Saved entries:
◇ ◇ ◇

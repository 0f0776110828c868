//! The built-in oracle deck.

use pg_core::{MeaningCategory, MeaningSet, OracleCard};

fn meanings(texts: [&str; 5]) -> MeaningSet {
    MeaningCategory::ALL
        .into_iter()
        .zip(texts)
        .fold(MeaningSet::new(), |set, (category, text)| set.with(category, text))
}

fn card(title: &str, upright: [&str; 5], reversed: [&str; 5]) -> OracleCard {
    OracleCard {
        title: title.to_string(),
        upright_meaning: meanings(upright),
        reversed_meaning: meanings(reversed),
    }
}

/// Ten cards, each with all five categories in both orientations.
///
/// Meaning order: person, creature or trap, place, treasure, situation.
pub fn cards() -> Vec<OracleCard> {
    vec![
        card(
            "BALANCE",
            [
                "A fair-minded person who can see multiple perspectives.",
                "A pressure plate that springs when weight shifts.",
                "A crossroads shrine with two offering bowls.",
                "A set of brass merchant's scales, true to the grain.",
                "A situation where maintaining balance is important.",
            ],
            [
                "A judgmental person ignoring one perspective.",
                "A beast that strikes whoever is weakest.",
                "A bridge that sags badly toward one bank.",
                "A loaded die that always favours its owner.",
                "Something being over- or undervalued.",
            ],
        ),
        card(
            "BLADE",
            [
                "A veteran duellist looking for a worthy match.",
                "A tripwire strung with hooked knives.",
                "A smithy where the forge never cools.",
                "A sword with a maker's mark nobody recognises.",
                "A quarrel that can only be settled by steel.",
            ],
            [
                "A coward who hires others to fight.",
                "A rusted mechanism that fires late and wild.",
                "A battlefield overgrown and forgotten.",
                "A broken blade whose hilt hides a map.",
                "Violence that solves nothing and spreads.",
            ],
        ),
        card(
            "CROWN",
            [
                "A noble who truly serves their people.",
                "A lion that guards a ruined throne room.",
                "A palace open to petitioners at dawn.",
                "A circlet that grants its wearer a clear voice.",
                "A rightful claim waiting to be made.",
            ],
            [
                "A pretender propped up by bought loyalty.",
                "A cursed seat that binds whoever sits in it.",
                "A court where every smile is a threat.",
                "A gilded crown of painted lead.",
                "Authority used for petty ends.",
            ],
        ),
        card(
            "DOOR",
            [
                "A gatekeeper who asks one fair question.",
                "A mimic that looks exactly like an exit.",
                "A threshold between two very different rooms.",
                "A key that opens any lock once.",
                "An opportunity that will not come again.",
            ],
            [
                "A jailer who has lost the key.",
                "A portcullis that drops behind the party.",
                "A sealed vault with no visible seam.",
                "A lockbox that is empty but very heavy.",
                "A path that closes as soon as it is chosen.",
            ],
        ),
        card(
            "EYE",
            [
                "A seer whose visions are always literal.",
                "A floating watcher that reports to someone.",
                "A tower with a view of the whole valley.",
                "A lens that shows heat instead of light.",
                "A secret about to be revealed.",
            ],
            [
                "A spy who has been spotted by everyone.",
                "A glyph that blinds whoever reads it.",
                "A hall of mirrors that shows false exits.",
                "A crystal that shows only what you fear.",
                "Something hidden in plain sight.",
            ],
        ),
        card(
            "FLAME",
            [
                "A zealot whose conviction warms a crowd.",
                "A salamander curled in the hearth.",
                "A lighthouse whose keeper never sleeps.",
                "An ever-burning coal in an iron cage.",
                "A passion that drives everything forward.",
            ],
            [
                "An arsonist who thinks they are a saviour.",
                "A gas pocket that ignites at a spark.",
                "A village still smoking from last night.",
                "Ashes that still hold the shape of a letter.",
                "Anger that burns out of control.",
            ],
        ),
        card(
            "HOURGLASS",
            [
                "An elder who remembers how this began.",
                "A sand trap that fills the room slowly.",
                "A clock tower that strikes thirteen.",
                "A timepiece that runs a minute ahead.",
                "A deadline that everyone is racing.",
            ],
            [
                "A messenger who arrives too late.",
                "A creature that ages whatever it touches.",
                "A ruin where time runs backwards.",
                "A pocket watch stopped at someone's death.",
                "Delay that turns a small problem into a large one.",
            ],
        ),
        card(
            "LANTERN",
            [
                "A guide who knows the safe roads.",
                "Will-o'-wisps that lead toward solid ground.",
                "A roadside inn with every window lit.",
                "A shuttered lantern that never runs out of oil.",
                "A small kindness in a dark hour.",
            ],
            [
                "A false guide leading travellers astray.",
                "Lures that draw the curious into a bog.",
                "A lamp-lit alley where the lights go out.",
                "A lantern that attracts moths and worse.",
                "Hope that turns out to be misplaced.",
            ],
        ),
        card(
            "SERPENT",
            [
                "A healer with an unsettling bedside manner.",
                "A giant snake that hoards warm stones.",
                "An apothecary's cellar full of jars.",
                "A vial of antivenom for one poison only.",
                "A transformation that sheds an old life.",
            ],
            [
                "A confidant who sells every secret.",
                "A poisoned needle in a drawer handle.",
                "A marsh where the paths move at night.",
                "A ring that slowly tightens.",
                "Betrayal from someone close.",
            ],
        ),
        card(
            "WHEEL",
            [
                "A gambler on a winning streak.",
                "A rolling boulder down a sloped corridor.",
                "A market fair that moves town to town.",
                "A lucky coin that lands true when it matters.",
                "A change of fortune for the better.",
            ],
            [
                "A debtor running out of places to hide.",
                "A grinding mill that never stops turning.",
                "A mill town where the river has dried up.",
                "A prize that changes hands too often.",
                "A run of bad luck that repeats itself.",
            ],
        ),
    ]
}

◇ ◇ ◇

**Requirement**
Look above for lines with the word "fair" and copy them all.

**Reply to the exercise**
                "A fair-minded person who can see multiple perspectives.",
                "A gatekeeper who asks one fair question.",
                "A market fair that moves town to town.",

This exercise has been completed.